• [Required work] Search the records for lines with the word "secret" and copy each match.

Source records

==*==

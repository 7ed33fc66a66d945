use uuid::Uuid;

use crate::models::user::User;
use crate::utils::jwt::{create_session_token, verify_session_token};

/// Issues and checks the bearer tokens handed out at login.
///
/// Kept behind a trait so the session service can be exercised without a
/// real signing secret.
pub trait TokenIssuer: Send + Sync {
    fn issue(&self, user: &User) -> anyhow::Result<String>;

    /// Opaque refresh handle returned alongside the session token. Its
    /// lifecycle is not tracked by the session store.
    fn issue_refresh(&self) -> String;

    fn verify(&self, token: &str) -> bool;

    /// The user id baked into the token, if the token verifies.
    fn identity_of(&self, token: &str) -> Option<String>;
}

pub struct JwtTokenIssuer {
    secret: String,
    ttl_minutes: i64,
}

impl JwtTokenIssuer {
    pub fn new(secret: String, ttl_minutes: i64) -> Self {
        Self {
            secret,
            ttl_minutes,
        }
    }
}

impl TokenIssuer for JwtTokenIssuer {
    fn issue(&self, user: &User) -> anyhow::Result<String> {
        create_session_token(
            user.id.clone(),
            user.username.clone(),
            &self.secret,
            self.ttl_minutes,
        )
    }

    fn issue_refresh(&self) -> String {
        Uuid::new_v4().to_string()
    }

    fn verify(&self, token: &str) -> bool {
        verify_session_token(token, &self.secret).is_ok()
    }

    fn identity_of(&self, token: &str) -> Option<String> {
        verify_session_token(token, &self.secret)
            .ok()
            .map(|claims| claims.sub)
    }
}
use sqlx::postgres::PgPool;

pub async fn create_pool(database_url: &str) -> anyhow::Result<PgPool> {
    let pool = PgPool::connect(database_url).await?;
    Ok(pool)
}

==*==

• [Written answer]
/// real signing secret.
    secret: String,
    pub fn new(secret: String, ttl_minutes: i64) -> Self {
            secret,
            &self.secret,
        verify_session_token(token, &self.secret).is_ok()
        verify_session_token(token, &self.secret)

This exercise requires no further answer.